DL4Sci Puts New Data Analysis Tools into Researchers' Hands

July 29, 2019

Mustafa Mustafa, a machine learning engineer at NERSC, led the Berkeley Lab team that organized and participated in the DL4Sci summer school workshop.

Deep learning is enjoying unprecedented success in commercial applications and is finding growing appreciation in the scientific community as well, as machine-learning tools increasingly help scientists contend with some of the most challenging data analytics problems across multiple domains. For example, extreme weather events pose great potential risk on the ecosystem, infrastructure, and human health, and analyzing extreme weather data from satellites and weather stations and characterizing changes in extremes in simulations is increasingly important. Similarly, upcoming astronomical sky surveys will obtain measurements of tens of billions of galaxies, enabling precision measurements of the parameters that describe the nature of dark energy.

To address these challenges, a growing number of scientists are employing HPC systems and machine learning tools to analyze increasingly large data sets. To support their efforts, Berkeley Lab’s National Energy Research Scientific Computing Center (NERSC) hosted its first Deep Learning for Science School (DL4Sci) July 15-19 at Lawrence Berkeley National Laboratory. More than 175 scientists and students from DOE labs and university research groups participated in the week-long workshop, which was inspired by the popularity of a number of related events that have taken place in the past year, including the ML4Sci Workshop, the Deep Learning Scaling tutorials at SC18, the ECP All Hands Meeting, and targeted sessions at CUG 19 and ISC 19.

“Deep learning provides powerful tools for scientific applications and interest is growing rapidly, but there remains a substantial knowledge gap in the community,” said Steven Farrell, a machine learning engineer at NERSC who helped organize the event. “Events like the DL4Sci school are needed to help educate scientists about the capabilities and practicalities of using these new tools."

A range of topics were covered in-depth over the school’s five days, including neural networks and neural network training, deep learning reproducibility, fairness and ethics in machine learning, sequential and generative models, deep learning for molecular engineering and quantum chemistry, hyperparameters optimization, feature-wise transformation, object detection and image segmentation, and geometric deep learning. (You can find slides from the talks and links to tutorials here; videos of the sessions are available here.) There was also a poster session where many of the attendees presented their work on applying machine learning to different scientific domains.

“We realized there is a critical need for a venue that focuses on topics in deep learning that are most relevant to these domain sciences, and we hoped that such a venue would give an overview of these methods and the practical issues that arise during building and training these models, while helping domain scientists connect with machine learning experts,” said Mustafa Mustafa, a machine learning engineer at NERSC who led the team that organized and participated in the summer school.

In addition to Mustafa and Farrell, the team included NERSC’s Wahid Bhimji, Becci Totzke, Seleste Rodriguez, Mariam Kiran, Prabhat, and Katie Antypas; and Michela Paganini of Facebook AI Research.

"Many of the open challenges that domain scientists are currently facing will be tackled in the coming years using AI,” Paganini said. “To build successful, heterogenous teams of scientists and machine learning practitioners, it is important to work towards closing the knowledge and jargon gap that separates the two communities.
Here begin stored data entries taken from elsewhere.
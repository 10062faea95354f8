//! Scoring model trait definitions
//!
//! Defines the contract the scoring pipeline relies on. A model declares the
//! features it needs and turns a vector of their values into a [`Score`].

use super::features::{Feature, FeatureError};
use serde::Serialize;
use std::collections::BTreeMap;
use std::fmt::Debug;

/// Errors that can occur while loading or invoking a model
#[derive(Debug, thiserror::Error)]
pub enum ModelError {
    /// Model file could not be read
    #[error("Failed to read model file: {0}")]
    Io(#[from] std::io::Error),

    /// Model file is not a valid definition
    #[error("Failed to parse model definition: {0}")]
    Parse(#[from] serde_json::Error),

    /// Definition parsed but is internally inconsistent
    #[error("Invalid model definition: {0}")]
    Invalid(String),

    /// A feature could not be computed
    #[error("Feature extraction failed: {0}")]
    Feature(#[from] FeatureError),

    /// The classifier rejected its input
    #[error("Classification failed: {0}")]
    Classification(String),
}

/// Whether a model reports a probability distribution over its labels
#[derive(Debug, Clone, Copy, PartialEq, Eq, serde::Deserialize, Serialize)]
#[serde(rename_all = "snake_case")]
pub enum ModelKind {
    /// Produces a single predicted label
    Classifier,
    /// Produces a predicted label and a label -> probability map
    ProbabilityClassifier,
}

impl ModelKind {
    pub fn has_probability(&self) -> bool {
        matches!(self, ModelKind::ProbabilityClassifier)
    }
}

/// Output of a single scoring call
#[derive(Debug, Clone, PartialEq, Serialize)]
pub struct Score {
    /// Predicted label
    pub prediction: String,
    /// Label -> probability, for probability classifiers
    #[serde(skip_serializing_if = "Option::is_none")]
    pub probability: Option<BTreeMap<String, f64>>,
    /// Feature name -> value, when requested
    #[serde(skip_serializing_if = "Option::is_none")]
    pub features: Option<BTreeMap<String, f64>>,
}

impl Score {
    pub fn new(prediction: impl Into<String>) -> Self {
        Self {
            prediction: prediction.into(),
            probability: None,
            features: None,
        }
    }

    pub fn with_probability(mut self, probability: BTreeMap<String, f64>) -> Self {
        self.probability = Some(probability);
        self
    }

    pub fn with_features(mut self, features: BTreeMap<String, f64>) -> Self {
        self.features = Some(features);
        self
    }
}

/// Core trait for quality models
///
/// The trait is object-safe so a loaded model can be shared across worker
/// threads as `Arc<dyn QualityModel>`.
pub trait QualityModel: Send + Sync + Debug {
    /// Model name, for logging
    fn name(&self) -> &str;

    /// Capability of the model, fixed for its lifetime
    fn kind(&self) -> ModelKind;

    /// Every label the model can predict
    fn labels(&self) -> &[String];

    /// Features the model consumes, in the order `score` expects them
    fn features(&self) -> &[Feature];

    /// Classify a vector of feature values
    fn score(&self, values: &[f64]) -> Result<Score, ModelError>;
}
This school brought together some of the top machine learning researchers from both industry and academia and a new generation of scientists that will revolutionize the future of their fields with AI."

“We are grateful for the generosity of the speakers who prepared highly refined lectures,” Mustafa added. “Every speaker was a top-notch expert in their field who elucidated cutting-edge research to an audience of diverse scientific backgrounds.”

About Computing Sciences at Berkeley Lab

High performance computing plays a critical role in scientific discovery. Researchers increasingly rely on advances in computer science, mathematics, computational science, data science, and large-scale computing and networking to increase our understanding of ourselves, our planet, and our universe. Berkeley Lab’s Computing Sciences Area researches, develops, and deploys new foundations, tools, and technologies to meet these needs and to advance research across a broad range of scientific disciplines.